* **What to produce**: Copy every line that contains the string "IngestReport" from the entries below.

* **Material provided**:
//! SQLite-backed cost store.
//!
//! Stores one row per (provider, service, region, currency, date) in a
//! `daily_costs` table. Upserts run inside a single transaction so a
//! failed batch leaves no partial state behind.

use std::path::Path;

use chrono::{Duration, NaiveDate};
use cloudcost_core::{Error, NormalizedCostRow, Provider, Result};
use rusqlite::{params, Connection};
use tracing::{debug, info};

use crate::contract::CostStore;

const SCHEMA_SQL: &str = "
CREATE TABLE IF NOT EXISTS daily_costs (
    provider   TEXT NOT NULL,
    service    TEXT NOT NULL,
    region     TEXT NOT NULL,
    currency   TEXT NOT NULL,
    date       TEXT NOT NULL,
    cost       REAL NOT NULL,
    time_idx   INTEGER NOT NULL,
    created_at TEXT NOT NULL DEFAULT (datetime('now')),
    PRIMARY KEY (provider, service, region, currency, date)
);

CREATE INDEX IF NOT EXISTS idx_daily_costs_date ON daily_costs(date);
CREATE INDEX IF NOT EXISTS idx_daily_costs_provider ON daily_costs(provider);
";

const UPSERT_SQL: &str = "
INSERT INTO daily_costs (provider, service, region, currency, date, cost, time_idx)
VALUES (?1, ?2, ?3, ?4, ?5, ?6, ?7)
ON CONFLICT (provider, service, region, currency, date) DO UPDATE
SET cost = excluded.cost,
    time_idx = excluded.time_idx,
    created_at = datetime('now')
";

const READ_RECENT_SQL: &str = "
SELECT service, region, currency, date, cost, time_idx
FROM daily_costs
WHERE provider = ?1 AND date >= ?2 AND date <= ?3
ORDER BY date ASC, service ASC, region ASC, currency ASC
";

/// Cost store backed by a SQLite database.
pub struct SqliteCostStore {
    conn: Connection,
}

impl SqliteCostStore {
    /// Open (or create) a store at the given path.
    pub fn open(path: impl AsRef<Path>) -> Result<Self> {
        let conn = Connection::open(path.as_ref()).map_err(db_err)?;
        info!(path = %path.as_ref().display(), "opened cost store");
        Self::with_connection(conn)
    }

    /// Open an in-memory store.
    pub fn open_in_memory() -> Result<Self> {
        let conn = Connection::open_in_memory().map_err(db_err)?;
        Self::with_connection(conn)
    }

    fn with_connection(conn: Connection) -> Result<Self> {
        conn.execute_batch(SCHEMA_SQL).map_err(db_err)?;
        Ok(Self { conn })
    }

    /// Total number of stored rows, across all providers.
    pub fn row_count(&self) -> Result<usize> {
        self.conn
            .query_row("SELECT COUNT(*) FROM daily_costs", [], |r| r.get::<_, i64>(0))
            .map(|n| n as usize)
            .map_err(db_err)
    }
}

impl CostStore for SqliteCostStore {
    fn upsert(&mut self, rows: &[NormalizedCostRow]) -> Result<usize> {
        if rows.is_empty() {
            return Ok(0);
        }

        let tx = self.conn.transaction().map_err(db_err)?;
        let mut written = 0usize;
        {
            let mut stmt = tx.prepare_cached(UPSERT_SQL).map_err(db_err)?;
            for row in rows {
                written += stmt
                    .execute(params![
                        row.provider.as_str(),
                        row.service,
                        row.region,
                        row.currency,
                        row.date,
                        row.cost,
                        row.time_idx,
                    ])
                    .map_err(db_err)?;
            }
        }
        tx.commit().map_err(db_err)?;

        debug!(written, "upserted daily cost rows");
        Ok(written)
    }

    fn read_recent(
        &self,
        provider: Provider,
        lookback_days: u32,
        as_of: NaiveDate,
    ) -> Result<Vec<NormalizedCostRow>> {
        let start = as_of - Duration::days(lookback_days as i64 - 1);

        let mut stmt = self.conn.prepare_cached(READ_RECENT_SQL).map_err(db_err)?;
        let mapped = stmt
            .query_map(params![provider.as_str(), start, as_of], |r| {
                Ok(NormalizedCostRow {
                    provider,
                    service: r.get(0)?,
                    region: r.get(1)?,
                    currency: r.get(2)?,
                    date: r.get(3)?,
                    cost: r.get(4)?,
                    time_idx: r.get(5)?,
                })
            })
            .map_err(db_err)?;

        let mut rows = Vec::new();
        for row in mapped {
            rows.push(row.map_err(db_err)?);
        }
        Ok(rows)
    }
}

fn db_err(err: rusqlite::Error) -> Error {
    Error::database(err.to_string())
}
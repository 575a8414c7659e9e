//! Durable storage for normalized daily cost rows.
//!
//! This crate provides:
//! - The `CostStore` collaborator contract (idempotent keyed upsert + recent reads)
//! - A SQLite-backed reference implementation

pub mod contract;
pub mod sqlite;

pub use contract::CostStore;
pub use sqlite::SqliteCostStore;
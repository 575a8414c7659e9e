//! Cross-provider summary assembly.
//!
//! Folds per-provider outcomes into one response in which every requested
//! provider appears: with projections, or with an explicit unavailable
//! marker so the boundary layer can render a stable schema regardless of
//! partial data availability.

use cloudcost_core::{CostReport, Error, ProjectionSummary, Provider, ProviderProjection, Result};
use tracing::warn;

/// Stateless assembler of per-provider outcomes into a `CostReport`.
pub struct SummaryAssembler;

impl SummaryAssembler {
    /// Assemble outcomes into a report. Failed providers are included with
    /// an unavailable marker, never omitted.
    pub fn assemble(
        outcomes: impl IntoIterator<Item = (Provider, Result<ProjectionSummary>)>,
    ) -> CostReport {
        let mut report = CostReport::new();
        for (provider, outcome) in outcomes {
            let slot = match outcome {
                Ok(summary) => ProviderProjection::Available(summary),
                Err(err) => {
                    warn!(%provider, %err, "provider summary unavailable");
                    ProviderProjection::unavailable(unavailable_reason(&err))
                }
            };
            report.insert(provider, slot);
        }
        report
    }
}

/// Stable, user-facing reason strings per failure class.
fn unavailable_reason(err: &Error) -> String {
    match err {
        Error::EmptyForecast => "no forecast available".to_string(),
        Error::InsufficientHistory { .. } => "insufficient history".to_string(),
        Error::Database(_) => "cost history unavailable".to_string(),
        Error::Collaborator(_) => "forecast model unavailable".to_string(),
        other => other.to_string(),
    }
}

#[cfg(test)]
mod tests {
    use super::*;
    use std::collections::BTreeMap;

    fn summary(provider: Provider) -> ProjectionSummary {
        ProjectionSummary {
            provider,
            weekly: 7.0,
            monthly: 30.0,
            yearly: 360.0,
            quantile_series: BTreeMap::new(),
        }
    }

    #[test]
    fn test_every_provider_appears() {
        let report = SummaryAssembler::assemble(vec![
            (Provider::Gcp, Ok(summary(Provider::Gcp))),
            (Provider::Azure, Err(Error::EmptyForecast)),
        ]);

        assert_eq!(report.providers.len(), 2);
        assert_eq!(report.available_count(), 1);
        assert!(report.providers[&Provider::Gcp].is_available());
        assert_eq!(
            report.providers[&Provider::Azure],
            ProviderProjection::unavailable("no forecast available")
        );
    }

    #[test]
    fn test_failure_reasons_are_stable() {
        let cases = vec![
            (Error::EmptyForecast, "no forecast available"),
            (
                Error::insufficient_history("gcp", 1, 2),
                "insufficient history",
            ),
            (Error::database("disk full"), "cost history unavailable"),
            (
                Error::collaborator(anyhow::anyhow!("timeout")),
                "forecast model unavailable",
            ),
        ];

        for (err, expected) in cases {
            let report = SummaryAssembler::assemble(vec![(Provider::Gcp, Err(err))]);
            assert_eq!(
                report.providers[&Provider::Gcp],
                ProviderProjection::unavailable(expected)
            );
        }
    }
}
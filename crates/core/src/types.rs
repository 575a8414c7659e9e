//! Core data types for the cloudcost system.

use chrono::NaiveDate;
use serde::{Deserialize, Serialize};
use std::collections::BTreeMap;
use std::fmt;
use std::str::FromStr;

use crate::error::Error;

/// Cloud provider a billing record originates from.
#[derive(
    Debug, Clone, Copy, PartialEq, Eq, PartialOrd, Ord, Hash, Serialize, Deserialize,
)]
#[serde(rename_all = "lowercase")]
pub enum Provider {
    Gcp,
    Azure,
}

impl Provider {
    /// All providers the engine knows about.
    pub const ALL: [Provider; 2] = [Provider::Gcp, Provider::Azure];

    /// Lowercase name as stored and displayed.
    #[inline]
    pub fn as_str(self) -> &'static str {
        match self {
            Provider::Gcp => "gcp",
            Provider::Azure => "azure",
        }
    }
}

impl fmt::Display for Provider {
    fn fmt(&self, f: &mut fmt::Formatter<'_>) -> fmt::Result {
        f.write_str(self.as_str())
    }
}

impl FromStr for Provider {
    type Err = Error;

    fn from_str(s: &str) -> Result<Self, Self::Err> {
        match s.to_ascii_lowercase().as_str() {
            "gcp" => Ok(Provider::Gcp),
            "azure" => Ok(Provider::Azure),
            other => Err(Error::data(format!("unknown provider: {other}"))),
        }
    }
}

/// Identity of one independent cost time series:
/// (provider, service, region, currency).
#[derive(
    Debug, Clone, PartialEq, Eq, PartialOrd, Ord, Hash, Serialize, Deserialize,
)]
pub struct EntityKey {
    pub provider: Provider,
    pub service: String,
    pub region: String,
    pub currency: String,
}

impl fmt::Display for EntityKey {
    fn fmt(&self, f: &mut fmt::Formatter<'_>) -> fmt::Result {
        write!(
            f,
            "{}/{}/{}/{}",
            self.provider, self.service, self.region, self.currency
        )
    }
}

/// One raw billing reading as fetched from a provider export.
///
/// `conversion_rate` is the per-row currency conversion factor present in the
/// GCP multi-currency export; the Azure export carries no such field.
/// Immutable once read.
#[derive(Debug, Clone, PartialEq, Serialize, Deserialize)]
pub struct BillingObservation {
    pub provider: Provider,
    pub service: String,
    pub region: String,
    /// ISO currency code the raw amount is denominated in.
    pub source_currency: String,
    /// Calendar day (UTC).
    pub date: NaiveDate,
    /// Non-negative amount in the source currency.
    pub raw_cost: f64,
    /// Embedded conversion rate to the canonical currency, if the export has one.
    pub conversion_rate: Option<f64>,
}

/// The canonical unit of stored history: one entity's cost for one day,
/// converted to the canonical accounting currency.
///
/// For a fixed entity key, dates are contiguous across the retained lookback
/// window and `time_idx` increases by exactly 1 per calendar day.
#[derive(Debug, Clone, PartialEq, Serialize, Deserialize)]
pub struct NormalizedCostRow {
    pub provider: Provider,
    pub service: String,
    pub region: String,
    /// Always the canonical accounting currency.
    pub currency: String,
    pub date: NaiveDate,
    /// Cost in the canonical currency, >= 0.
    pub cost: f64,
    /// Days since the window origin; aligned across entity keys.
    pub time_idx: i64,
}

impl NormalizedCostRow {
    /// The entity key this row belongs to.
    pub fn entity_key(&self) -> EntityKey {
        EntityKey {
            provider: self.provider,
            service: self.service.clone(),
            region: self.region.clone(),
            currency: self.currency.clone(),
        }
    }
}

/// Per-quantile forecast output from the model collaborator.
///
/// Maps quantile label (e.g. "0.1".."0.9") to an ordered sequence of
/// predicted daily costs. `BTreeMap` keeps labels in lexicographic order,
/// which the representative-quantile tie-break relies on. Ephemeral.
#[derive(Debug, Clone, Default, PartialEq, Serialize, Deserialize)]
pub struct QuantileForecast {
    pub series: BTreeMap<String, Vec<f64>>,
}

impl QuantileForecast {
    /// Create an empty forecast.
    pub fn new() -> Self {
        Self::default()
    }

    /// Insert one quantile's predicted sequence.
    pub fn insert(&mut self, label: impl Into<String>, values: Vec<f64>) {
        self.series.insert(label.into(), values);
    }

    /// True if the forecast carries no quantile labels at all.
    pub fn is_empty(&self) -> bool {
        self.series.is_empty()
    }

    /// Length of the longest predicted sequence.
    pub fn horizon(&self) -> usize {
        self.series.values().map(Vec::len).max().unwrap_or(0)
    }

    /// Quantile labels in lexicographic order.
    pub fn labels(&self) -> impl Iterator<Item = &str> {
        self.series.keys().map(String::as_str)
    }
}

/// Weekly/monthly/yearly cost projections for one provider, plus the
/// quantile series used for display. All values are in the canonical
/// currency and non-negative. Derived 1:1 from one `QuantileForecast`.
#[derive(Debug, Clone, PartialEq, Serialize, Deserialize)]
pub struct ProjectionSummary {
    pub provider: Provider,
    pub weekly: f64,
    pub monthly: f64,
    pub yearly: f64,
    pub quantile_series: BTreeMap<String, Vec<f64>>,
}

/// One provider's slot in the summary response: projections, or an explicit
/// unavailable marker so the schema stays stable under partial data.
#[derive(Debug, Clone, PartialEq, Serialize, Deserialize)]
#[serde(tag = "status", rename_all = "snake_case")]
pub enum ProviderProjection {
    Available(ProjectionSummary),
    Unavailable { reason: String },
}

impl ProviderProjection {
    /// Mark a provider unavailable with the given reason.
    pub fn unavailable(reason: impl Into<String>) -> Self {
        ProviderProjection::Unavailable {
            reason: reason.into(),
        }
    }

    /// True if projections are present.
    pub fn is_available(&self) -> bool {
        matches!(self, ProviderProjection::Available(_))
    }
}

/// Cross-provider summary response: every requested provider appears,
/// available or not.
#[derive(Debug, Clone, Default, PartialEq, Serialize, Deserialize)]
pub struct CostReport {
    pub providers: BTreeMap<Provider, ProviderProjection>,
}

impl CostReport {
    /// Create an empty report.
    pub fn new() -> Self {
        Self::default()
    }

    /// Set one provider's slot.
    pub fn insert(&mut self, provider: Provider, projection: ProviderProjection) {
        self.providers.insert(provider, projection);
    }

    /// Number of providers with projections available.
    pub fn available_count(&self) -> usize {
        self.providers
            .values()
            .filter(|p| p.is_available())
            .count()
    }
}

#[cfg(test)]
mod tests {
    use super::*;

    #[test]
    fn test_provider_round_trip() {
        for provider in Provider::ALL {
            let parsed: Provider = provider.as_str().parse().unwrap();
            assert_eq!(parsed, provider);
        }
        assert_eq!("AZURE".parse::<Provider>().unwrap(), Provider::Azure);
        assert!("aws".parse::<Provider>().is_err());
    }

    #[test]
    fn test_entity_key_ordering() {
        let a = EntityKey {
            provider: Provider::Azure,
            service: "compute".into(),
            region: "eastus".into(),
            currency: "INR".into(),
        };
        let b = EntityKey {
            provider: Provider::Gcp,
            service: "compute".into(),
            region: "us-central1".into(),
            currency: "INR".into(),
        };
        // Provider is the leading sort field.
        assert!(a < b);
        assert_eq!(a.to_string(), "azure/compute/eastus/INR");
    }

    #[test]
    fn test_quantile_forecast_horizon() {
        let mut forecast = QuantileForecast::new();
        assert!(forecast.is_empty());
        assert_eq!(forecast.horizon(), 0);

        forecast.insert("0.5", vec![1.0, 2.0, 3.0]);
        forecast.insert("0.9", vec![4.0, 5.0]);
        assert_eq!(forecast.horizon(), 3);

        let labels: Vec<&str> = forecast.labels().collect();
        assert_eq!(labels, vec!["0.5", "0.9"]);
    }

    #[test]
    fn test_report_serializes_with_provider_keys() {
        let mut report = CostReport::new();
        report.insert(
            Provider::Gcp,
            ProviderProjection::unavailable("insufficient history"),
        );

        let json = serde_json::to_value(&report).unwrap();
        let slot = &json["providers"]["gcp"];
        assert_eq!(slot["status"], "unavailable");
        assert_eq!(slot["reason"], "insufficient history");
        assert_eq!(report.available_count(), 0);
    }

    #[test]
    fn test_projection_serializes_flat() {
        let projection = ProviderProjection::Available(ProjectionSummary {
            provider: Provider::Azure,
            weekly: 70.0,
            monthly: 300.0,
            yearly: 3600.0,
            quantile_series: BTreeMap::new(),
        });

        let json = serde_json::to_value(&projection).unwrap();
        assert_eq!(json["status"], "available");
        assert_eq!(json["weekly"], 70.0);
        assert_eq!(json["yearly"], 3600.0);
    }
}
//! Core types and configuration for the cloudcost system.
//!
//! This crate provides shared types used across all other crates:
//! - Billing data types (observations, normalized rows, forecasts)
//! - Configuration structures
//! - Common error types

pub mod config;
pub mod error;
pub mod types;

pub use config::{Config, MissingDayPolicy};
pub use error::{Error, Result};
pub use types::*;
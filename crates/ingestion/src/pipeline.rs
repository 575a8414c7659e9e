//! End-to-end ingest: raw provider observations to persisted rows.
//!
//! Currency normalization and series building are pure; the only side
//! effect is the final `CostStore` upsert, so re-running a day is safe.

use chrono::NaiveDate;
use cloudcost_core::{BillingObservation, Config, EntityKey, NormalizedCostRow, Result};
use cloudcost_store::CostStore;
use tracing::{info, warn};

use crate::currency::CurrencyNormalizer;
use crate::series::{NormalizedObservation, SeriesBuilder};

/// Label substituted for blank service or region fields.
const UNKNOWN: &str = "unknown";

/// Normalized rows ready to persist, plus what was dropped along the way.
#[derive(Debug, Clone, Default, PartialEq)]
pub struct NormalizedBatch {
    pub rows: Vec<NormalizedCostRow>,
    pub observations_dropped: usize,
    pub entities_excluded: usize,
}

/// Counters from one completed ingest run.
#[derive(Debug, Clone, Default, PartialEq)]
pub struct IngestReport {
    pub rows_written: usize,
    pub observations_dropped: usize,
    pub entities_excluded: usize,
}

/// Combines currency normalization and series building, writing the result
/// through a `CostStore`.
pub struct IngestPipeline {
    normalizer: CurrencyNormalizer,
    builder: SeriesBuilder,
}

impl IngestPipeline {
    /// Create a pipeline from configuration.
    pub fn new(config: &Config) -> Self {
        Self {
            normalizer: CurrencyNormalizer::new(&config.currency),
            builder: SeriesBuilder::new(&config.window),
        }
    }

    /// Normalize raw observations into gap-free rows without persisting.
    ///
    /// Observations with invalid conversion input or a negative raw cost
    /// are dropped with a warning; one bad observation never blocks the
    /// rest of the run.
    pub fn normalize(
        &self,
        observations: &[BillingObservation],
        as_of: NaiveDate,
    ) -> NormalizedBatch {
        let mut normalized = Vec::with_capacity(observations.len());
        let mut dropped = 0usize;

        for obs in observations {
            if obs.raw_cost < 0.0 {
                warn!(
                    provider = %obs.provider,
                    service = %obs.service,
                    date = %obs.date,
                    raw_cost = obs.raw_cost,
                    "dropping observation with negative raw cost"
                );
                dropped += 1;
                continue;
            }

            match self.normalizer.normalize(obs) {
                Ok(cost) => normalized.push(NormalizedObservation {
                    key: self.entity_key_for(obs),
                    date: obs.date,
                    cost,
                }),
                Err(err) => {
                    warn!(%err, "dropping observation");
                    dropped += 1;
                }
            }
        }

        let outcome = self.builder.build(&normalized, as_of);
        NormalizedBatch {
            rows: outcome.rows,
            observations_dropped: dropped,
            entities_excluded: outcome.entities_excluded,
        }
    }

    /// Run a full ingest: normalize and upsert through the store.
    ///
    /// Store failures propagate to the caller, which owns retry policy;
    /// the keyed upsert makes a full-batch retry safe.
    pub fn run(
        &self,
        observations: &[BillingObservation],
        as_of: NaiveDate,
        store: &mut dyn CostStore,
    ) -> Result<IngestReport> {
        let batch = self.normalize(observations, as_of);
        let rows_written = store.upsert(&batch.rows)?;

        info!(
            rows_written,
            observations_dropped = batch.observations_dropped,
            entities_excluded = batch.entities_excluded,
            "ingest run complete"
        );

        Ok(IngestReport {
            rows_written,
            observations_dropped: batch.observations_dropped,
            entities_excluded: batch.entities_excluded,
        })
    }

    fn entity_key_for(&self, obs: &BillingObservation) -> EntityKey {
        EntityKey {
            provider: obs.provider,
            service: or_unknown(&obs.service),
            region: or_unknown(&obs.region),
            currency: self.normalizer.canonical_code().to_string(),
        }
    }
}

fn or_unknown(value: &str) -> String {
    let trimmed = value.trim();
    if trimmed.is_empty() {
        UNKNOWN.to_string()
    } else {
        trimmed.to_string()
    }
}

#[cfg(test)]
mod tests {
    use super::*;
    use cloudcost_core::{Error, Provider};
    use cloudcost_store::SqliteCostStore;

    fn date(day: u32) -> NaiveDate {
        NaiveDate::from_ymd_opt(2024, 3, day).unwrap()
    }

    fn make_obs(provider: Provider, day: u32, raw_cost: f64, rate: Option<f64>) -> BillingObservation {
        BillingObservation {
            provider,
            service: "compute".to_string(),
            region: "us-central1".to_string(),
            source_currency: "USD".to_string(),
            date: date(day),
            raw_cost,
            conversion_rate: rate,
        }
    }

    fn small_window_config() -> Config {
        let mut config = Config::default();
        config.window.lookback_days = 5;
        config
    }

    #[test]
    fn test_normalize_converts_and_fills() {
        let pipeline = IngestPipeline::new(&small_window_config());
        let observations = vec![
            make_obs(Provider::Gcp, 1, 2.0, Some(80.0)),
            make_obs(Provider::Gcp, 3, 1.0, Some(80.0)),
        ];

        let batch = pipeline.normalize(&observations, date(5));

        assert_eq!(batch.rows.len(), 5);
        assert_eq!(batch.observations_dropped, 0);
        assert!((batch.rows[0].cost - 160.0).abs() < 1e-10);
        assert!((batch.rows[2].cost - 80.0).abs() < 1e-10);
        assert_eq!(batch.rows[0].currency, "INR");
    }

    #[test]
    fn test_invalid_rate_drops_only_that_observation() {
        let pipeline = IngestPipeline::new(&small_window_config());
        let observations = vec![
            make_obs(Provider::Gcp, 1, 2.0, None), // missing rate
            make_obs(Provider::Azure, 1, 1.0, None),
            make_obs(Provider::Azure, 2, 1.0, None),
        ];

        let batch = pipeline.normalize(&observations, date(5));

        assert_eq!(batch.observations_dropped, 1);
        // The Azure entity survives with the static rate applied.
        assert_eq!(batch.rows.len(), 5);
        assert!(batch.rows.iter().all(|r| r.provider == Provider::Azure));
    }

    #[test]
    fn test_negative_raw_cost_dropped() {
        let pipeline = IngestPipeline::new(&small_window_config());
        let observations = vec![
            make_obs(Provider::Azure, 1, -5.0, None),
            make_obs(Provider::Azure, 1, 1.0, None),
            make_obs(Provider::Azure, 2, 1.0, None),
        ];

        let batch = pipeline.normalize(&observations, date(5));

        assert_eq!(batch.observations_dropped, 1);
        assert!(batch.rows.iter().all(|r| r.cost >= 0.0));
    }

    #[test]
    fn test_blank_fields_normalize_to_unknown() {
        let pipeline = IngestPipeline::new(&small_window_config());
        let mut blank = make_obs(Provider::Azure, 1, 1.0, None);
        blank.service = "".to_string();
        blank.region = "  ".to_string();
        let mut second = make_obs(Provider::Azure, 2, 1.0, None);
        second.service = "".to_string();
        second.region = "".to_string();

        let batch = pipeline.normalize(&[blank, second], date(5));

        assert!(!batch.rows.is_empty());
        assert!(batch.rows.iter().all(|r| r.service == "unknown"));
        assert!(batch.rows.iter().all(|r| r.region == "unknown"));
    }

    #[test]
    fn test_run_persists_rows() {
        let pipeline = IngestPipeline::new(&small_window_config());
        let mut store = SqliteCostStore::open_in_memory().unwrap();
        let observations = vec![
            make_obs(Provider::Gcp, 1, 2.0, Some(80.0)),
            make_obs(Provider::Gcp, 3, 1.0, Some(80.0)),
        ];

        let report = pipeline.run(&observations, date(5), &mut store).unwrap();

        assert_eq!(report.rows_written, 5);
        let read = store.read_recent(Provider::Gcp, 5, date(5)).unwrap();
        assert_eq!(read.len(), 5);
    }

    #[test]
    fn test_rerun_is_idempotent() {
        let pipeline = IngestPipeline::new(&small_window_config());
        let mut store = SqliteCostStore::open_in_memory().unwrap();
        let observations = vec![
            make_obs(Provider::Gcp, 1, 2.0, Some(80.0)),
            make_obs(Provider::Gcp, 3, 1.0, Some(80.0)),
        ];

        let first = pipeline.run(&observations, date(5), &mut store).unwrap();
        let second = pipeline.run(&observations, date(5), &mut store).unwrap();

        assert_eq!(first, second);
        assert_eq!(store.row_count().unwrap(), 5);
    }

    #[test]
    fn test_store_failure_propagates() {
        struct FailingStore;

        impl CostStore for FailingStore {
            fn upsert(&mut self, _rows: &[NormalizedCostRow]) -> cloudcost_core::Result<usize> {
                Err(Error::database("disk full"))
            }

            fn read_recent(
                &self,
                _provider: Provider,
                _lookback_days: u32,
                _as_of: NaiveDate,
            ) -> cloudcost_core::Result<Vec<NormalizedCostRow>> {
                Ok(Vec::new())
            }
        }

        let pipeline = IngestPipeline::new(&small_window_config());
        let observations = vec![
            make_obs(Provider::Azure, 1, 1.0, None),
            make_obs(Provider::Azure, 2, 1.0, None),
        ];

        let err = pipeline
            .run(&observations, date(5), &mut FailingStore)
            .unwrap_err();
        assert!(matches!(err, Error::Database(_)));
    }
}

* **Response to this exercise**:
pub struct IngestReport {
    ) -> Result<IngestReport> {
        Ok(IngestReport {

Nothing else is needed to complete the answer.